2

Today my wish is to take text form the string. This string must be, between last slash and .partX.rar or .rar

First I tried to find edge's end of the word and then the beginning. After I get that two elements I merged them but I got empty results.

String:

http://hosting.xyz/1234/15-game.part4.rar.html

http://hosting.xyz/1234/16-game.rar.html

Regex:

Begin:(([^/]*)$) - start from last /

End:(.*(?=.part[0-9]+.rar|.rar)) stop before .partX.rar or .rar

As you see, if I merge that codes I won't get any result. What is more, "end" select me only .partX instead of .partX.rar

All what I want is: 15-game.part4.rar and 16-game.rar


What i tried:

(([^/]*)$)(.*(?=.part[0-9]+.rar|.rar))

(([^/]*)$)

(.*(?=.part[0-9]+.rar|.rar))

I tried also

/[a-zA-Z0-9]+

but I do not know how select symbols.. This could be the easiest way. But this select only letters and numbers, not - or _. If I could select symbols..

anubhava
  • 761,203
  • 64
  • 569
  • 643
deadfish
  • 11,996
  • 12
  • 87
  • 136
  • He posted (at least) something that he tried. – Sergio Tulentsev Jan 04 '12 at 19:23
  • as I said `(([^/]*)$)(.*(?=.part[0-9]+.rar|.rar))` this I tried, I tried also `(([^/]*)$)` and `(.*(?=.part[0-9]+.rar|.rar))`, I tried also `/[a-zA-Z0-9]+` but I do not know how select symbols.. This could be the easiest way. But this select only letters and numbers, not `-` - do you know how to select till `.` dot? – deadfish Jan 04 '12 at 19:24
  • What language are you working within? Java/Javascript/C#? – ΩmegaMan Jan 04 '12 at 19:38

4 Answers4

1

Nothing could be simpler! :-)

Use this:

new Regex("^.*\/(.*)\.html$")

You'll find your filename in the first captured group (don't have a c# compiler at hand, so can't give you working sample, but you have a working regex now! :-) )

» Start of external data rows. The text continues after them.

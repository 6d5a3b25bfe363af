//! Error types for auth coordination

use thiserror::Error;

use crate::credentials::PasswordError;
use crate::session::SessionError;
use crate::userdb::UserError;

/// Errors that can occur during authentication coordination
#[derive(Error, Debug)]
pub enum CoordinationError {
    #[error("Invalid argument: {0}")]
    InvalidArgument(String),

    /// No user is registered under the given email
    #[error("User not found")]
    UserNotFound,

    #[error("Wrong password")]
    WrongPassword,

    #[error("User already exists: {0}")]
    AlreadyExists(String),

    /// Credentials were presented but could not be used
    #[error("Unauthorized access")]
    Unauthorized,

    #[error("Session error: {0}")]
    Session(#[from] SessionError),

    #[error("User error: {0}")]
    User(#[from] UserError),

    #[error("Password error: {0}")]
    Password(#[from] PasswordError),
}

impl CoordinationError {
    /// Log the error and return self
    pub fn log(self) -> Self {
        match &self {
            Self::InvalidArgument(msg) => tracing::debug!("Invalid argument: {}", msg),
            Self::UserNotFound | Self::WrongPassword | Self::Unauthorized => {
                tracing::debug!("Authentication rejected: {}", self)
            }
            Self::AlreadyExists(_) => tracing::debug!("Registration rejected: {}", self),
            Self::Session(SessionError::NotFound) => tracing::debug!("{}", self),
            Self::Session(err) => tracing::error!("Session error: {}", err),
            Self::User(err) => tracing::error!("User error: {}", err),
            Self::Password(err) => tracing::error!("Password error: {}", err),
        }
        self
    }

    /// True for failures of the backing stores rather than of the caller's input
    pub fn is_internal(&self) -> bool {
        matches!(
            self,
            Self::Session(SessionError::Storage(_) | SessionError::Crypto(_))
                | Self::User(UserError::Storage(_))
                | Self::Password(_)
        )
    }
}

#[cfg(test)]
mod tests {
    use super::*;

    #[test]
    fn test_error_is_sync_and_send() {
        fn assert_sync_send<T: Sync + Send>() {}
        assert_sync_send::<CoordinationError>();
    }

    #[test]
    fn test_error_display() {
        assert_eq!(CoordinationError::UserNotFound.to_string(), "User not found");
        assert_eq!(CoordinationError::WrongPassword.to_string(), "Wrong password");
        assert_eq!(
            CoordinationError::InvalidArgument("email missing".to_string()).to_string(),
            "Invalid argument: email missing"
        );
        assert_eq!(
            CoordinationError::Session(SessionError::NotFound).to_string(),
            "Session error: Session not found"
        );
    }

    #[test]
    fn test_from_conversions() {
        let err: CoordinationError = SessionError::NotFound.into();
        assert!(matches!(err, CoordinationError::Session(SessionError::NotFound)));

        let err: CoordinationError = UserError::NotFound.into();
        assert!(matches!(err, CoordinationError::User(UserError::NotFound)));

        let err: CoordinationError = PasswordError::Hash("bad cost".to_string()).into();
        assert!(matches!(err, CoordinationError::Password(_)));
    }

    #[test]
    fn test_is_internal() {
        assert!(CoordinationError::User(UserError::Storage("down".to_string())).is_internal());
        assert!(CoordinationError::Session(SessionError::Storage("down".to_string())).is_internal());
        assert!(!CoordinationError::Session(SessionError::NotFound).is_internal());
        assert!(!CoordinationError::WrongPassword.is_internal());
        assert!(!CoordinationError::Unauthorized.is_internal());
    }

    #[test]
    fn test_log_returns_self() {
        let err = CoordinationError::UserNotFound.log();
        assert!(matches!(err, CoordinationError::UserNotFound));
    }
}
use chrono::{DateTime, Utc};
use serde::{Deserialize, Serialize};
use sqlx::FromRow;

/// A session row as held by a [`SessionStore`](super::SessionStore)
#[derive(Debug, Clone, PartialEq, Eq, Serialize, Deserialize, FromRow)]
pub struct StoredSession {
    pub session_id: String,
    pub principal_id: String,
    pub created_at: DateTime<Utc>,
}

impl StoredSession {
    pub fn new(session_id: String, principal_id: String) -> Self {
        Self {
            session_id,
            principal_id,
            created_at: Utc::now(),
        }
    }
}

See a demo here: http://rubular.com/r/UxFNtJenyF

Sergio Tulentsev
  • 226,338
  • 43
  • 373
  • 367
1

You don't really need a regex for this as you can merely split the url on / and then grab the part of the file name that you need. Since you didn't mention a language, here's an implementation in Perl:

use strict;
use warnings;

my $str1="http://hosting.xyz/1234/15-game.part4.rar.html";

my $str2="http://hosting.xyz/1234/16-game.rar.html";

my $file1=(split(/\//,$str1))[-1]; #last element of the resulting array from splitting on slash

my $file2=(split(/\//,$str2))[-1];

foreach($file1,$file2)
{
  s/\.html$//; #for each file name, if it ends in ".html", get rid of that ending.
  print "$_\n";
}

The output is:

15-game.part4.rar
16-game.rar
0

I'm not a C# coder so can't write full code here but I think you'll need support of negative lookahead here like this:

new Regex("/(?!.*/)(.+?)\.html$");

Matched Group # 1 will have your string i.e. "16-game.rar" OR "15-game.part4.rar"

anubhava
  • 761,203
  • 64
  • 569
  • 643
  • could I ask you to explain me this regex command, I would appreciate for this. Thanks in advance! – deadfish Jan 05 '12 at 14:59
  • 1
    Sure I will try. This regex basically has a negative lookahead `/(?!.*/)` which means match a `/` which is **NOT followed** by some text and another `/`. This basically makes sure that we **match only last /**. Rest is straight forward where `(.+?)\.html` matches a text that has `.html` in the end. – anubhava Jan 05 '12 at 15:05
0

Use two regexes:

  • start to substitute .*/ with nothing;
  • then substitute \.html with nothing.

Job done!

fge
  • 119,121
  • 33
  • 254
  • 329